Messaging architecture succeeds when transport semantics, business consistency rules, and operational recovery design are aligned. Problems begin when teams expect the broker to guarantee business correctness by itself. [Validated]

Service Bus, Event Grid, and Event Hubs

Service Best fit Notable trade-off
Service Bus Commands, workflow steps, durable queue or topic handling Higher operational semantics and cost than lightweight notification patterns. [Documented]
Event Grid Reactive event distribution and subscriber fan-out Not designed for rich queue workflow semantics. [Documented]
Event Hubs High-volume telemetry or streaming ingestion Excellent throughput, but not a workflow broker. [Documented]

Idempotency is mandatory

At-least-once delivery is common in resilient systems, so consumers must tolerate duplicates. [Documented]

Practical implications:

  • Use business keys or message IDs to detect replay. [Validated]
  • Keep side effects repeat-safe where possible. [Observed]
  • Distinguish technical deduplication from business duplication rules. [Correlated]

Exactly-once semantics

Exactly-once is usually a local property inside a narrow boundary, not a realistic end-to-end promise across heterogeneous systems. [Inferred]

Architectural stance:

  • Use transactional capabilities where they genuinely reduce risk inside the chosen service boundary. [Documented]
  • Do not promise business stakeholders “exactly-once” for distributed workflows without careful proof. [Validated]
  • Prefer compensating actions and reconciliations over impossible guarantees. [Observed]

Dead-letter handling

Dead-letter queues are not just error buckets; they are operating surfaces. [Observed]

Good practice includes:

  • Categorizing dead-letter reasons. [Validated]
  • Defining ownership for triage and replay. [Documented]
  • Setting backlog thresholds tied to business impact. [Correlated]

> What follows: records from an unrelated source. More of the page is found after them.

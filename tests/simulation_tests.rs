//! End-to-end tests for whole-swarm runs

use std::net::Ipv4Addr;
use std::time::Duration;

use drone_swarm_forces::telemetry::{COMPROMISED_COLOR, LEADER_COLOR};
use drone_swarm_forces::*;

fn addr(host: u8) -> AgentId {
    AgentId::new(Ipv4Addr::new(10, 1, 1, host))
}

fn assert_close(actual: Vector3, expected: Vector3) {
    assert!(
        (actual - expected).length() < 1e-12,
        "expected {:?}, got {:?}",
        expected,
        actual
    );
}

/// Leader at the origin, followers 2 m and 3 m away on different axes.
/// Everyone starts at once; the run ends after the second compute tick.
fn triangle_config() -> SimulationConfig {
    SimulationConfig {
        follower_count: 2,
        follower_start_delay_secs: 0.0,
        duration_secs: 0.015,
        ..Default::default()
    }
}

fn triangle() -> Vec<Vector3> {
    vec![
        Vector3::ZERO,
        Vector3::new(2.0, 0.0, 0.0),
        Vector3::new(0.0, 3.0, 0.0),
    ]
}

#[cfg(test)]
mod scenario_tests {
    use super::*;

    #[test]
    fn test_one_compute_tick_from_known_distances() {
        let mut sim = Simulation::with_positions(triangle_config(), triangle(), RecordingSink::new()).unwrap();
        sim.run().unwrap();

        let dt = 0.01;
        let sqrt13 = 13f64.sqrt();

        // Pulled 2 m toward the leader, pushed 1/sqrt(13) away from the other follower
        let a1 = Vector3::new(-2.0, 0.0, 0.0) + Vector3::new(2.0, -3.0, 0.0) / sqrt13 / sqrt13;
        let a2 = Vector3::new(0.0, -3.0, 0.0) + Vector3::new(-2.0, 3.0, 0.0) / sqrt13 / sqrt13;

        assert_close(sim.agent(addr(2)).unwrap().velocity(), a1 * dt);
        assert_close(sim.agent(addr(3)).unwrap().velocity(), a2 * dt);
        assert_eq!(sim.agent(addr(1)).unwrap().velocity(), Vector3::ZERO);
    }

    #[test]
    fn test_every_agent_hears_every_other() {
        let mut sim = Simulation::with_positions(triangle_config(), triangle(), RecordingSink::new()).unwrap();
        let summary = sim.run().unwrap();

        for agent in sim.agents() {
            assert_eq!(agent.table().len(), 2);
            assert_eq!(agent.total_sent(), 2);
            assert_eq!(agent.total_received(), 2);
            assert!(agent.table().get(&agent.id()).is_none());
        }
        assert_eq!(summary.network.sent, 6);
        assert_eq!(summary.network.delivered, 6);
    }

    #[test]
    fn test_leader_color_recorded_at_start() {
        let mut sim = Simulation::with_positions(triangle_config(), triangle(), RecordingSink::new()).unwrap();
        sim.run().unwrap();

        let colors = sim.sink().colors();
        assert_eq!(colors.len(), 1);
        assert_eq!(colors[0].id, addr(1));
        assert_eq!(colors[0].color, LEADER_COLOR);
        assert_eq!(colors[0].time, SimTime::ZERO);
    }
}

#[cfg(test)]
mod compromise_tests {
    use super::*;

    #[test]
    fn test_compromise_at_compute_instant() {
        let config = SimulationConfig {
            compromise: Some(CompromiseConfig { at_secs: 0.01, host_octet: 2 }),
            ..triangle_config()
        };
        let mut sim = Simulation::with_positions(config, triangle(), RecordingSink::new()).unwrap();
        let summary = sim.run().unwrap();

        // Compromised before its compute tick at 10 ms: it never moved
        let rogue = sim.agent(addr(2)).unwrap();
        assert_eq!(rogue.role(), Role::Leader);
        assert!(rogue.is_compromised());
        assert_eq!(rogue.velocity(), Vector3::ZERO);

        // The other follower still saw it as a follower at 10 ms
        let sqrt13 = 13f64.sqrt();
        let a2 = Vector3::new(0.0, -3.0, 0.0) + Vector3::new(-2.0, 3.0, 0.0) / sqrt13 / sqrt13;
        assert_close(sim.agent(addr(3)).unwrap().velocity(), a2 * 0.01);

        let injector = sim.injector().unwrap();
        assert_eq!(injector.fired_count(), 1);
        assert!(injector.is_compromised(addr(2)));
        assert!(!injector.is_compromised(addr(3)));

        let compromised: Vec<_> = summary.agents.iter().filter(|a| a.compromised).collect();
        assert_eq!(compromised.len(), 1);
        assert_eq!(compromised[0].id, addr(2));

        let color = sim.sink().colors().iter().find(|c| c.id == addr(2)).unwrap();
        assert_eq!(color.color, COMPROMISED_COLOR);
        assert_eq!(color.time, SimTime::from_duration(Duration::from_millis(10)));
    }

    #[test]
    fn test_compromise_seen_by_peers_after_broadcast() {
        let config = SimulationConfig {
            follower_count: 3,
            follower_start_delay_secs: 0.0,
            duration_secs: 2.0,
            compromise: Some(CompromiseConfig { at_secs: 0.5, host_octet: 2 }),
            ..Default::default()
        };
        let mut sim = Simulation::new(config, RecordingSink::new()).unwrap();
        sim.run().unwrap();

        // The broadcast at 1.5 s carries the new role
        for host in [1, 3, 4] {
            let agent = sim.agent(addr(host)).unwrap();
            assert_eq!(agent.table().get(&addr(2)).unwrap().role, Role::Leader);
        }
        let leaders = sim.agents().iter().filter(|a| a.role().is_leader()).count();
        assert_eq!(leaders, 2);
    }

    #[test]
    fn test_compromise_time_is_absolute() {
        // Followers start at 1 s; 15 s into the follower's life is 16 s of run time
        let config = SimulationConfig {
            follower_count: 2,
            duration_secs: 17.0,
            compromise: Some(CompromiseConfig { at_secs: 16.0, host_octet: 2 }),
            ..Default::default()
        };
        let mut sim = Simulation::new(config, RecordingSink::new()).unwrap();
        sim.run().unwrap();

        let fired = sim.injector().unwrap().compromises().next().unwrap();
        assert_eq!(fired.target, addr(2));
        assert_eq!(fired.fired_at, Some(SimTime::from_duration(Duration::from_secs(16))));
    }

    #[test]
    fn test_compromise_disabled_by_default() {
        let mut sim = Simulation::new(SimulationConfig { duration_secs: 20.0, ..Default::default() }, RecordingSink::new()).unwrap();
        sim.run().unwrap();

        assert!(sim.injector().is_none());
        assert_eq!(sim.agents().iter().filter(|a| a.role().is_leader()).count(), 1);
    }
}

#[cfg(test)]
mod harness_tests {
    use super::*;

    #[test]
    fn test_bind_failure_aborts_run() {
        let mut sim = Simulation::with_positions(triangle_config(), triangle(), RecordingSink::new()).unwrap();
        sim.network_mut().refuse_binding(addr(3)).unwrap();

        assert_eq!(sim.run(), Err(SwarmError::BindFailed(addr(3))));
    }

    #[test]
    fn test_positions_sampled_on_cadence() {
        let config = SimulationConfig {
            follower_count: 2,
            duration_secs: 0.2,
            ..Default::default()
        };
        let mut sim = Simulation::new(config, RecordingSink::new()).unwrap();
        sim.run().unwrap();

        // Samples at 0, 50, 100 and 150 ms for each of three agents
        let sink = sim.into_sink();
        assert_eq!(sink.positions().len(), 12);
        let times: Vec<_> = sink.track(addr(1)).map(|r| r.time.as_duration()).collect();
        assert_eq!(
            times,
            vec![
                Duration::ZERO,
                Duration::from_millis(50),
                Duration::from_millis(100),
                Duration::from_millis(150)
            ]
        );
    }

    #[test]
    fn test_runs_with_log_sink() {
        let config = SimulationConfig {
            follower_count: 2,
            duration_secs: 1.5,
            ..Default::default()
        };
        let summary = Simulation::new(config, LogSink).unwrap().run().unwrap();
        assert_eq!(summary.end_time, SimTime::from_duration(Duration::from_millis(1500)));
    }

    #[test]
    fn test_same_seed_same_run() {
        let config = SimulationConfig {
            follower_count: 4,
            duration_secs: 5.0,
            seed: 7,
            ..Default::default()
        };
        let a = Simulation::new(config.clone(), RecordingSink::new()).unwrap().run().unwrap();
        let b = Simulation::new(config, RecordingSink::new()).unwrap().run().unwrap();
        assert_eq!(a, b);
    }

    #[test]
    fn test_total_loss_leaves_tables_empty() {
        let config = SimulationConfig {
            follower_count: 3,
            duration_secs: 4.0,
            packet_loss: 1.0,
            ..Default::default()
        };
        let mut sim = Simulation::new(config, RecordingSink::new()).unwrap();
        let summary = sim.run().unwrap();

        assert_eq!(summary.network.delivered, 0);
        assert!(summary.network.lost > 0);
        assert!(sim.agents().iter().all(|a| a.table().is_empty()));
        assert!(summary.agents.iter().all(|a| a.velocity == Vector3::ZERO));
    }

    #[test]
    fn test_followers_converge_toward_leader() {
        let config = SimulationConfig {
            follower_count: 4,
            duration_secs: 60.0,
            seed: 3,
            ..Default::default()
        };
        let mut sim = Simulation::new(config, RecordingSink::new()).unwrap();
        let summary = sim.run().unwrap();

        for agent in &summary.agents[1..] {
            assert!(agent.position.is_finite());
            assert!(agent.position.length() < 100.0, "{} drifted to {:?}", agent.id, agent.position);
        }
        assert_eq!(summary.agents[0].position, Vector3::ZERO);
    }
}

#[cfg(test)]
mod metrics_tests {
    use super::*;

    #[test]
    fn test_formation_scored_from_recorded_track() {
        let config = SimulationConfig {
            follower_count: 4,
            duration_secs: 20.0,
            seed: 5,
            ..Default::default()
        };
        let mut sim = Simulation::new(config, RecordingSink::new()).unwrap();
        sim.run().unwrap();

        let score = formation_error(sim.sink().positions()).unwrap();
        // One frame per 50 ms sample
        assert_eq!(score.frames, 400);
        assert!(score.error.is_finite());
        assert!(score.error >= 0.0);
        assert!(score.mean_leader_distance > 0.0);
    }

    #[test]
    fn test_empty_track_has_no_score() {
        let sink = RecordingSink::new();
        assert!(formation_error(sink.positions()).is_none());
    }
}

Saga pattern for distributed transactions

Use the Saga pattern when a business workflow spans multiple services and cannot rely on a single ACID transaction. [Documented]

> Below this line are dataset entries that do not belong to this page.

//! Telemetry sinks
//!
//! Agents report colour changes (role changes) and the harness reports
//! sampled positions. Where the records go is up to the sink: an in-memory
//! recorder for tests and post-processing, or the `log` facade.
//!
//! # Example
//! ```
//! use drone_swarm_forces::telemetry::{RecordingSink, TelemetrySink};
//! use drone_swarm_forces::{AgentId, SimTime, Vector3};
//!
//! let mut sink = RecordingSink::new();
//! let id = AgentId::from_u32(0x0A01_0101);
//! sink.record_position(SimTime::ZERO, id, Vector3::ZERO);
//! assert_eq!(sink.positions().len(), 1);
//! ```

use log::info;

use crate::scheduler::SimTime;
use crate::types::AgentId;
use crate::vector::Vector3;

/// Colour reported for a leader at start (RGB in [0, 1])
pub const LEADER_COLOR: Vector3 = Vector3::new(0.3, 0.7, 1.0);

/// Colour reported for an agent whose role was compromised
pub const COMPROMISED_COLOR: Vector3 = Vector3::new(1.0, 0.2, 0.2);

/// Destination for telemetry records
pub trait TelemetrySink {
    /// An agent changed its display colour
    fn record_color(&mut self, time: SimTime, id: AgentId, color: Vector3);

    /// Sampled position of an agent
    fn record_position(&mut self, time: SimTime, id: AgentId, position: Vector3);
}

/// Colour change record
#[derive(Debug, Clone, Copy, PartialEq)]
pub struct ColorRecord {
    pub time: SimTime,
    pub id: AgentId,
    pub color: Vector3,
}

/// Position sample record
#[derive(Debug, Clone, Copy, PartialEq)]
pub struct PositionRecord {
    pub time: SimTime,
    pub id: AgentId,
    pub position: Vector3,
}

/// Keeps every record in memory
#[derive(Debug, Clone, Default)]
pub struct RecordingSink {
    colors: Vec<ColorRecord>,
    positions: Vec<PositionRecord>,
}

impl RecordingSink {
    /// Create an empty recorder
    pub fn new() -> Self {
        Self::default()
    }

    /// All colour changes in arrival order
    pub fn colors(&self) -> &[ColorRecord] {
        &self.colors
    }

    /// All position samples in arrival order
    pub fn positions(&self) -> &[PositionRecord] {
        &self.positions
    }

    /// Position samples for one agent
    pub fn track(&self, id: AgentId) -> impl Iterator<Item = &PositionRecord> + '_ {
        self.positions.iter().filter(move |record| record.id == id)
    }
}

impl TelemetrySink for RecordingSink {
    fn record_color(&mut self, time: SimTime, id: AgentId, color: Vector3) {
        self.colors.push(ColorRecord { time, id, color });
    }

    fn record_position(&mut self, time: SimTime, id: AgentId, position: Vector3) {
        self.positions.push(PositionRecord { time, id, position });
    }
}

/// Writes records through the `log` facade
#[derive(Debug, Clone, Copy, Default)]
pub struct LogSink;

impl TelemetrySink for LogSink {
    fn record_color(&mut self, time: SimTime, id: AgentId, color: Vector3) {
        info!(target: "telemetry", "color,{},{},{},{},{}", time.as_secs_f64(), id, color.x, color.y, color.z);
    }

    fn record_position(&mut self, time: SimTime, id: AgentId, position: Vector3) {
        info!(
            target: "telemetry",
            "{},{},{},{},{}",
            time.as_secs_f64(),
            id,
            position.x,
            position.y,
            position.z
        );
    }
}

impl<T: TelemetrySink + ?Sized> TelemetrySink for &mut T {
    fn record_color(&mut self, time: SimTime, id: AgentId, color: Vector3) {
        (**self).record_color(time, id, color);
    }

    fn record_position(&mut self, time: SimTime, id: AgentId, position: Vector3) {
        (**self).record_position(time, id, position);
    }
}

The design goal is not to eliminate failure, but to define compensating actions and visible workflow state so recovery remains possible. [Validated]

Messaging and consistency flow

flowchart TD
    A[Business event or command] --> B{Need durable workflow semantics?}
    B -->|Yes| C[Service Bus]
    B -->|No| D{Need lightweight fan-out?}
    D -->|Yes| E[Event Grid]
    D -->|No| F[Event Hubs for streaming]
    C --> G[Idempotent consumer]
    E --> G
    F --> G
    G --> H[Local commit or compensation]
    H --> I[DLQ and replay operations]

Review questions

  1. Are message semantics aligned with business process importance?
  2. Can every consumer safely retry or replay messages?
  3. Is dead-letter ownership explicit and staffed?

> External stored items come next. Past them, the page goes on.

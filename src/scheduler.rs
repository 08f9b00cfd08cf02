//! Virtual-clock scheduling
//!
//! Agents never block: every piece of delayed work is a new event on a
//! single-threaded queue. Events are dispatched in nondecreasing time order;
//! ties are broken first by dispatch class (so a role compromise due at `t`
//! lands before any compute tick at `t`), then by insertion order.

use core::cmp::Ordering;
use core::fmt;
use core::ops::Add;
use core::time::Duration;
use std::collections::{BinaryHeap, HashSet};

use crate::types::*;

/// Simulated time since the start of the run
#[derive(Debug, Clone, Copy, PartialEq, Eq, PartialOrd, Ord, Hash, Default)]
pub struct SimTime(Duration);

impl SimTime {
    /// Start of the simulation
    pub const ZERO: SimTime = SimTime(Duration::ZERO);

    /// Create from a duration since start
    pub const fn from_duration(elapsed: Duration) -> Self {
        Self(elapsed)
    }

    /// Create from seconds since start
    pub fn from_secs_f64(secs: f64) -> Result<Self> {
        Duration::try_from_secs_f64(secs)
            .map(Self)
            .map_err(|_| SwarmError::ConfigError("time must be finite and non-negative"))
    }

    /// Elapsed time since start
    pub const fn as_duration(&self) -> Duration {
        self.0
    }

    /// Seconds since start
    pub fn as_secs_f64(&self) -> f64 {
        self.0.as_secs_f64()
    }

    /// Time remaining until `later`, zero if `later` is in the past
    pub fn until(&self, later: SimTime) -> Duration {
        later.0.saturating_sub(self.0)
    }
}

impl Add<Duration> for SimTime {
    type Output = SimTime;

    fn add(self, rhs: Duration) -> SimTime {
        SimTime(self.0 + rhs)
    }
}

impl fmt::Display for SimTime {
    fn fmt(&self, f: &mut fmt::Formatter<'_>) -> fmt::Result {
        write!(f, "{:.3}s", self.as_secs_f64())
    }
}

/// Handle to a scheduled event, used for cancellation
#[derive(Debug, Clone, Copy, PartialEq, Eq, Hash, PartialOrd, Ord)]
pub struct EventId(u64);

impl EventId {
    /// Raw sequence number
    pub fn as_u64(&self) -> u64 {
        self.0
    }
}

/// Dispatch class of an event; lower classes run first among same-time events
pub trait Prioritized {
    /// Dispatch class (default 1)
    fn dispatch_class(&self) -> u8 {
        1
    }
}

/// Scheduling interface consumed by agents
pub trait Scheduler<E> {
    /// Current simulated time
    fn now(&self) -> SimTime;

    /// Schedule `event` to fire `delay` after now
    fn schedule_after(&mut self, delay: Duration, event: E) -> EventId;

    /// Cancel a pending event; returns false if it already fired or was cancelled
    fn cancel(&mut self, id: EventId) -> bool;
}

struct Entry<E> {
    time: SimTime,
    class: u8,
    seq: u64,
    event: E,
}

impl<E> Entry<E> {
    fn key(&self) -> (SimTime, u8, u64) {
        (self.time, self.class, self.seq)
    }
}

impl<E> PartialEq for Entry<E> {
    fn eq(&self, other: &Self) -> bool {
        self.key() == other.key()
    }
}

impl<E> Eq for Entry<E> {}

impl<E> PartialOrd for Entry<E> {
    fn partial_cmp(&self, other: &Self) -> Option<Ordering> {
        Some(self.cmp(other))
    }
}

// BinaryHeap is a max-heap: reverse so the earliest key pops first
impl<E> Ord for Entry<E> {
    fn cmp(&self, other: &Self) -> Ordering {
        other.key().cmp(&self.key())
    }
}

/// Single-threaded priority queue of timed events
pub struct EventQueue<E> {
    now: SimTime,
    heap: BinaryHeap<Entry<E>>,
    pending: HashSet<u64>,
    next_seq: u64,
    stop_at: Option<SimTime>,
    dispatched: u64,
}

impl<E: Prioritized> EventQueue<E> {
    /// Create an empty queue at time zero
    pub fn new() -> Self {
        Self {
            now: SimTime::ZERO,
            heap: BinaryHeap::new(),
            pending: HashSet::new(),
            next_seq: 0,
            stop_at: None,
            dispatched: 0,
        }
    }

    /// Schedule `event` at an absolute time (clamped to now)
    pub fn schedule_at(&mut self, time: SimTime, event: E) -> EventId {
        let seq = self.next_seq;
        self.next_seq += 1;
        self.pending.insert(seq);
        self.heap.push(Entry {
            time: time.max(self.now),
            class: event.dispatch_class(),
            seq,
            event,
        });
        EventId(seq)
    }

    /// Stop dispatching at `time`: events due at or after it never fire
    pub fn stop_at(&mut self, time: SimTime) {
        self.stop_at = Some(time);
    }

    /// Configured stop time
    pub fn stop_time(&self) -> Option<SimTime> {
        self.stop_at
    }

    /// Remove the next live event and advance the clock to it
    pub fn pop(&mut self) -> Option<(EventId, E)> {
        while let Some(entry) = self.heap.pop() {
            if !self.pending.remove(&entry.seq) {
                continue;
            }
            if self.stop_at.is_some_and(|stop| entry.time >= stop) {
                self.pending.clear();
                self.heap.clear();
                return None;
            }
            self.now = entry.time;
            self.dispatched += 1;
            return Some((EventId(entry.seq), entry.event));
        }
        None
    }

    /// Time of the next live event
    pub fn peek_time(&mut self) -> Option<SimTime> {
        while let Some(entry) = self.heap.peek() {
            if self.pending.contains(&entry.seq) {
                return Some(entry.time);
            }
            self.heap.pop();
        }
        None
    }

    /// Check if an event is still pending
    pub fn is_pending(&self, id: EventId) -> bool {
        self.pending.contains(&id.0)
    }

    /// Number of live events
    pub fn len(&self) -> usize {
        self.pending.len()
    }

    /// Check if no live events remain
    pub fn is_empty(&self) -> bool {
        self.pending.is_empty()
    }

    /// Events dispatched so far
    pub fn dispatched(&self) -> u64 {
        self.dispatched
    }
}

impl<E: Prioritized> Default for EventQueue<E> {
    fn default() -> Self {
        Self::new()
    }
}

impl<E: Prioritized> Scheduler<E> for EventQueue<E> {
    fn now(&self) -> SimTime {
        self.now
    }

    fn schedule_after(&mut self, delay: Duration, event: E) -> EventId {
        let at = self.now + delay;
        self.schedule_at(at, event)
    }

    fn cancel(&mut self, id: EventId) -> bool {
        // Cancelled entries stay in the heap and are skipped on pop
        self.pending.remove(&id.0)
    }
}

Trade-offs to keep visible

  • Stronger delivery guarantees increase cost and operational ceremony. [Correlated]
  • Consumer simplicity often depends on more explicit business reconciliation processes. [Correlated]
  • “Exactly-once” language should be reserved for narrowly proven boundaries, not broad architecture claims. [Validated]

Architecture review checklist

  • Is duplicate handling verifiable in design and operations?
  • Does every DLQ path have an owner and replay decision process?
  • Are event schemas versioned in a way producers and consumers can both sustain?

Revisit triggers

  • Duplicate business actions appear despite technical deduplication. [Observed]
  • Dead-letter growth becomes a recurring manual burden. [Observed]
  • Workflow spans now require orchestration patterns beyond current saga design. [Inferred]

Decision takeaway

Messaging consistency is a system property built from broker semantics, consumer behavior, and business compensation rules together. [Validated]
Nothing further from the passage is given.